This case shows what can happen to an elderly apartment owner in Russia. In the past, Emma worked at a Soviet trade mission abroad. Personnel of the mission were offered an opportunity to purchase apartments or rooms in a new building in Moscow. There were only 3-room apartments in that building; Emma paid for 2 rooms, and a colleague, who remained single until her death, bought the third. Later on, the building was expropriated by the state, while owners received certain amounts in Rubles. Emma had adopted her orphan niece; later the stepdaughter moved with her family to another place, while Emma remained alone in her two rooms. After the death of neighbor, a 3-person family was settled by the authorities into the third room. One year thereafter, Emma died and the young family occupied the whole apartment. At that time, Emma was 73 years old with no diagnosed serious disease, apart from an enlarging hernia in a post-hysterectomy scar. There was no visible evidence of unnatural death and neither forensic examination nor autopsy was performed.

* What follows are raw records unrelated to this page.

// Underlying byte storage for a transaction
// Random-access reads and writes against a real file or an in-memory array

use crate::error::{TxError, TxResult};
use log::debug;
use std::fs::{File, OpenOptions};
use std::io::{self, Read, Seek, SeekFrom, Write};
use std::path::{Path, PathBuf};

/// Advisory lock request passed through to the host
#[derive(Debug, Clone, Copy, PartialEq, Eq)]
pub enum LockMode {
    Shared,
    Exclusive,
    Unlock,
    SharedNonBlocking,
    ExclusiveNonBlocking,
    UnlockNonBlocking,
}

impl LockMode {
    pub fn is_nonblocking(self) -> bool {
        matches!(
            self,
            LockMode::SharedNonBlocking | LockMode::ExclusiveNonBlocking | LockMode::UnlockNonBlocking
        )
    }
}

/// Random-access storage that pending blocks are eventually committed to.
///
/// Reads must return exactly `len` bytes or fail; a short read is an error.
pub trait ByteSource {
    /// Current length of the stored data in bytes
    fn length(&mut self) -> TxResult<u64>;

    /// Read `len` bytes starting at `pos`
    fn read_at(&mut self, pos: u64, len: usize) -> TxResult<Vec<u8>>;

    /// Write `data` at `pos`, extending the storage if needed
    fn write_at(&mut self, pos: u64, data: &[u8]) -> TxResult<()>;

    /// Flush written data to stable storage
    fn sync(&mut self) -> TxResult<()> {
        Ok(())
    }

    /// Advisory lock; `Ok(false)` when a non-blocking request would block
    fn lock(&mut self, _mode: LockMode) -> TxResult<bool> {
        Err(TxError::NotSupported("Locking is not available for this source".to_string()))
    }
}

/// File-backed byte source, always opened read-write
pub struct FileSource {
    file: File,
    path: PathBuf,
}

impl FileSource {
    /// Open an existing file for reading and writing
    pub fn open(path: impl AsRef<Path>) -> TxResult<Self> {
        Self::open_with(path, false)
    }

    /// Open a file for reading and writing, creating it empty when missing
    pub fn open_or_create(path: impl AsRef<Path>) -> TxResult<Self> {
        Self::open_with(path, true)
    }

    fn open_with(path: impl AsRef<Path>, create: bool) -> TxResult<Self> {
        let path = path.as_ref().to_path_buf();
        let file = OpenOptions::new()
            .read(true)
            .write(true)
            .create(create)
            .open(&path)?;

        debug!("Opened {} (create={})", path.display(), create);
        Ok(Self { file, path })
    }

    pub fn path(&self) -> &Path {
        &self.path
    }
}

impl ByteSource for FileSource {
    fn length(&mut self) -> TxResult<u64> {
        Ok(self.file.metadata()?.len())
    }

    fn read_at(&mut self, pos: u64, len: usize) -> TxResult<Vec<u8>> {
        let mut buffer = vec![0u8; len];
        self.file.seek(SeekFrom::Start(pos))?;
        self.file.read_exact(&mut buffer)?;
        Ok(buffer)
    }

    fn write_at(&mut self, pos: u64, data: &[u8]) -> TxResult<()> {
        self.file.seek(SeekFrom::Start(pos))?;
        self.file.write_all(data)?;
        Ok(())
    }

    fn sync(&mut self) -> TxResult<()> {
        self.file.sync_all()?;
        Ok(())
    }

    #[cfg(target_os = "linux")]
    fn lock(&mut self, mode: LockMode) -> TxResult<bool> {
        use nix::errno::Errno;
        use nix::fcntl::{flock, FlockArg};
        use std::os::unix::io::AsRawFd;

        let arg = match mode {
            LockMode::Shared => FlockArg::LockShared,
            LockMode::Exclusive => FlockArg::LockExclusive,
            LockMode::Unlock => FlockArg::Unlock,
            LockMode::SharedNonBlocking => FlockArg::LockSharedNonblock,
            LockMode::ExclusiveNonBlocking => FlockArg::LockExclusiveNonblock,
            LockMode::UnlockNonBlocking => FlockArg::UnlockNonblock,
        };

        match flock(self.file.as_raw_fd(), arg) {
            Ok(()) => Ok(true),
            Err(Errno::EAGAIN) if mode.is_nonblocking() => Ok(false),
            Err(errno) => Err(TxError::IoError(io::Error::from(errno))),
        }
    }

    #[cfg(not(target_os = "linux"))]
    fn lock(&mut self, _mode: LockMode) -> TxResult<bool> {
        Err(TxError::NotSupported("flock is only available on Linux".to_string()))
    }
}

/// In-memory byte source
///
/// Optionally fails every write after a fixed number of successful ones,
/// which is how commit failures are simulated.
#[derive(Debug, Clone, Default)]
pub struct MemorySource {
    data: Vec<u8>,
    writes_left: Option<usize>,
}

impl MemorySource {
    pub fn new(data: impl Into<Vec<u8>>) -> Self {
        Self {
            data: data.into(),
            writes_left: None,
        }
    }

    /// Allow `writes` successful writes, then fail all further ones
    pub fn failing_after(mut self, writes: usize) -> Self {
        self.writes_left = Some(writes);
        self
    }

    /// Clear any injected write failure
    pub fn heal(&mut self) {
        self.writes_left = None;
    }

    pub fn contents(&self) -> &[u8] {
        &self.data
    }
}

impl ByteSource for MemorySource {
    fn length(&mut self) -> TxResult<u64> {
        Ok(self.data.len() as u64)
    }

    fn read_at(&mut self, pos: u64, len: usize) -> TxResult<Vec<u8>> {
        let start = pos as usize;
        let end = start + len;
        if end > self.data.len() {
            return Err(TxError::IoError(io::Error::new(
                io::ErrorKind::UnexpectedEof,
                format!("Short read: {}..{} beyond length {}", start, end, self.data.len()),
            )));
        }
        Ok(self.data[start..end].to_vec())
    }

    fn write_at(&mut self, pos: u64, data: &[u8]) -> TxResult<()> {
        if let Some(left) = self.writes_left.as_mut() {
            if *left == 0 {
                return Err(TxError::IoError(io::Error::new(
                    io::ErrorKind::Other,
                    "Injected write failure",
                )));
            }
            *left -= 1;
        }

        let start = pos as usize;
        let end = start + data.len();
        if end > self.data.len() {
            self.data.resize(end, 0);
        }
        self.data[start..end].copy_from_slice(data);
        Ok(())
    }

    fn lock(&mut self, _mode: LockMode) -> TxResult<bool> {
        Ok(true)
    }
}
pub mod block;
pub mod codec;
pub mod config;
pub mod error;
pub mod journal;
pub mod source;
pub mod stream;
pub mod transaction;

pub use block::{Block, BlockBuffer};
pub use config::{JournalConfig, TxConfig};
pub use error::{TxError, TxResult};
pub use journal::{JournalStatus, RecoveryJournal};
pub use source::{ByteSource, FileSource, LockMode, MemorySource};
pub use stream::{OpenRequest, TxFile, TxStream};
pub use transaction::{CommitOptions, Transaction, TransactionStats, Whence};
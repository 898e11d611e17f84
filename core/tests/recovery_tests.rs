// Crash recovery through the journal and sentinel files
// Simulates interrupted commits and checks replay on the next open

use std::fs;
use std::path::PathBuf;
use tempfile::TempDir;
use txfile_core::codec::encode_blocks;
use txfile_core::{
    Block, FileSource, JournalConfig, JournalStatus, MemorySource, Transaction, TxConfig, TxError,
    TxFile, TxStream, Whence,
};

fn init_logging() {
    let _ = env_logger::builder().is_test(true).try_init();
}

struct Fixture {
    _dir: TempDir,
    data: PathBuf,
    journal: JournalConfig,
}

impl Fixture {
    fn new(contents: &[u8]) -> Self {
        let dir = tempfile::tempdir().unwrap();
        let data = dir.path().join("table.dat");
        fs::write(&data, contents).unwrap();
        let journal = JournalConfig::beside(&data);
        Self {
            _dir: dir,
            data,
            journal,
        }
    }

    fn config(&self) -> TxConfig {
        TxConfig::default().with_journal(self.journal.clone())
    }

    fn simulate_crash_with(&self, blocks: &[Block]) {
        fs::write(&self.journal.journal_path, encode_blocks(blocks).unwrap()).unwrap();
        fs::write(&self.journal.sentinel_path, b"").unwrap();
    }

    fn markers_absent(&self) -> bool {
        !self.journal.journal_path.exists() && !self.journal.sentinel_path.exists()
    }
}

#[test]
fn test_open_replays_interrupted_commit() {
    init_logging();
    let fixture = Fixture::new(b"0123456789");
    fixture.simulate_crash_with(&[Block::new(4, b"zz".to_vec())]);

    let mut tx = Transaction::with_config(FileSource::open(&fixture.data).unwrap(), fixture.config()).unwrap();

    assert_eq!(fs::read(&fixture.data).unwrap(), b"0123zz6789");
    assert!(fixture.markers_absent());
    assert!(!tx.is_dirty());
    assert_eq!(tx.stats().recoveries, 1);
    tx.seek(4, Whence::Set).unwrap();
    assert_eq!(tx.read(2).unwrap().unwrap(), b"zz");
}

#[test]
fn test_replay_extends_file() {
    let fixture = Fixture::new(b"0123");
    fixture.simulate_crash_with(&[Block::new(2, b"ab".to_vec()), Block::new(6, b"cd".to_vec())]);

    let tx = Transaction::with_config(FileSource::open(&fixture.data).unwrap(), fixture.config()).unwrap();

    assert_eq!(tx.committed_len(), 8);
    assert_eq!(fs::read(&fixture.data).unwrap(), b"01ab\0\0cd");
    assert!(fixture.markers_absent());
}

#[test]
fn test_commit_failure_is_completed_on_next_open() {
    let fixture = Fixture::new(b"");
    // source dies after writing the first block
    let source = MemorySource::new(b"0123456789".to_vec()).failing_after(1);
    let mut tx = Transaction::with_config(source, fixture.config()).unwrap();
    tx.write(b"AA").unwrap();
    tx.seek(6, Whence::Set).unwrap();
    tx.write(b"BB").unwrap();
    assert!(matches!(tx.commit(), Err(TxError::IoError(_))));

    // intent record survives the failed commit
    assert!(fixture.journal.sentinel_path.exists());
    assert!(fixture.journal.journal_path.exists());
    assert!(tx.is_dirty());

    let half_written = tx.source().contents().to_vec();
    assert_eq!(half_written, b"AA23456789");

    let replayed = Transaction::with_config(MemorySource::new(half_written), fixture.config()).unwrap();
    assert_eq!(replayed.source().contents(), b"AA2345BB89");
    assert!(fixture.markers_absent());
}

#[test]
fn test_failed_commit_leaves_state_for_retry() {
    let fixture = Fixture::new(b"");
    let source = MemorySource::new(b"0123456789".to_vec()).failing_after(0);
    let mut tx = Transaction::with_config(source, fixture.config()).unwrap();
    tx.write(b"xyz").unwrap();

    assert!(tx.commit().is_err());
    assert!(tx.commit().is_err());
    assert_eq!(tx.committed_len(), 10);
    assert_eq!(tx.pending_blocks(), &[Block::new(0, b"xyz".to_vec())]);
    assert_eq!(tx.stats().commits, 0);

    // the next open on a healthy source finishes the journaled commit
    let mut source = tx.into_source();
    source.heal();
    let tx = Transaction::with_config(source, fixture.config()).unwrap();
    assert_eq!(tx.source().contents(), b"xyz3456789");
    assert!(fixture.markers_absent());
}

#[test]
fn test_successful_commit_leaves_no_markers() {
    let fixture = Fixture::new(b"0123456789");
    let mut file = TxFile::open(&fixture.data.to_string_lossy(), fixture.config()).unwrap();

    TxStream::seek(&mut file, 8, Whence::Set).unwrap();
    TxStream::write(&mut file, b"!!!").unwrap();
    file.commit().unwrap();

    assert!(fixture.markers_absent());
    assert_eq!(fs::read(&fixture.data).unwrap(), b"01234567!!!");
}

#[test]
fn test_open_journaled_uses_sibling_files() {
    let fixture = Fixture::new(b"0123456789");
    fixture.simulate_crash_with(&[Block::new(0, b"J".to_vec())]);

    let file = TxFile::open_journaled(&fixture.data.to_string_lossy(), TxConfig::default()).unwrap();
    assert_eq!(file.transaction().stats().recoveries, 1);
    assert_eq!(fs::read(&fixture.data).unwrap(), b"J123456789");
    assert!(fixture.markers_absent());
}

#[test]
fn test_stale_journal_is_not_replayed() {
    let fixture = Fixture::new(b"0123456789");
    fs::write(
        &fixture.journal.journal_path,
        encode_blocks(&[Block::new(0, b"STALE".to_vec())]).unwrap(),
    )
    .unwrap();

    let tx = Transaction::with_config(FileSource::open(&fixture.data).unwrap(), fixture.config()).unwrap();

    assert_eq!(tx.stats().recoveries, 0);
    assert_eq!(fs::read(&fixture.data).unwrap(), b"0123456789");
    assert!(fixture.markers_absent());
}

#[test]
fn test_corrupt_journal_fails_open_and_keeps_markers() {
    let fixture = Fixture::new(b"0123456789");
    fs::write(&fixture.journal.journal_path, b"not a journal").unwrap();
    fs::write(&fixture.journal.sentinel_path, b"").unwrap();

    let result = Transaction::with_config(FileSource::open(&fixture.data).unwrap(), fixture.config());

    assert!(matches!(result, Err(TxError::RecoveryFailure(_))));
    assert_eq!(fs::read(&fixture.data).unwrap(), b"0123456789");
    assert!(fixture.journal.journal_path.exists());
    assert!(fixture.journal.sentinel_path.exists());
}

#[test]
fn test_empty_journal_clears_markers() {
    let fixture = Fixture::new(b"0123456789");
    fixture.simulate_crash_with(&[]);

    let tx = Transaction::with_config(FileSource::open(&fixture.data).unwrap(), fixture.config()).unwrap();

    assert!(fixture.markers_absent());
    assert_eq!(tx.stats().recoveries, 1);
    assert_eq!(fs::read(&fixture.data).unwrap(), b"0123456789");

    // a second open finds nothing left to recover
    let tx = Transaction::with_config(FileSource::open(&fixture.data).unwrap(), fixture.config()).unwrap();
    assert_eq!(tx.stats().recoveries, 0);
}

#[test]
fn test_journal_record_overflowing_offset_fails_open() {
    let fixture = Fixture::new(b"");
    fixture.simulate_crash_with(&[Block::new(u64::MAX - 1, b"abc".to_vec())]);

    let result = Transaction::with_config(MemorySource::new(b"0123".to_vec()), fixture.config());

    assert!(matches!(result, Err(TxError::RecoveryFailure(_))));
    assert!(fixture.journal.sentinel_path.exists());
}

#[test]
fn test_replay_write_failure_fails_open() {
    let fixture = Fixture::new(b"");
    fixture.simulate_crash_with(&[Block::new(1, b"q".to_vec())]);

    let source = MemorySource::new(b"0123".to_vec()).failing_after(0);
    let result = Transaction::with_config(source, fixture.config());

    assert!(matches!(result, Err(TxError::RecoveryFailure(_))));
    assert!(fixture.journal.sentinel_path.exists());
    assert_eq!(
        txfile_core::RecoveryJournal::new(&fixture.journal).status(),
        JournalStatus::PendingReplay
    );
}

#[test]
fn test_without_journal_no_markers_are_written() {
    let fixture = Fixture::new(b"0123456789");
    let mut tx = Transaction::new(FileSource::open(&fixture.data).unwrap()).unwrap();
    tx.write(b"ab").unwrap();
    tx.commit().unwrap();

    assert!(fixture.markers_absent());
    assert_eq!(fs::read(&fixture.data).unwrap(), b"ab23456789");
}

The case can be seen as a cynical act on the part of the authorities who settled a young family into one room of the apartment, where two other rooms were occupied by an elderly person, obviously in anticipation of her death. It can be also seen as elder neglect on the part of stepdaughter who had not visited Emma until the last day of her life (which can be explained by the fact that Emma had previously mistreated her stepdaughter). The reason for reporting this case, on the background of a variable attitude to private property in Russia, is that neighbors and other persons are duly informed that young people among them may learn that such events can pass without consequences. The permissible atmosphere is maintained by similar cases, as well as overt crime for misappropriation of apartments and houses, which is known to happen in Russia and would increase if not exposed and no appropriate measures would be taken.

4. Case 3

On the first sight, this case does not look like parricide. A widow aged 54 lived with her adult son in a 2-room apartment. The son treated his mother rather harshly, sometimes battered her, opened her correspondence, and forbade her using a computer: "You will make a mess!" He said that if he would not look after her, she would drink alcohol and behave immorally. In fact, however, there are physical and emotional abuses that obviously move her towards alcohol misuse and chain-smoking; she was emaciated (Figure 1) and suffered from chronic bronchitis, complicated thereafter by pneumonia; she often fell down in the street slipping on ice and already had several fractures. The social environment showed no reaction.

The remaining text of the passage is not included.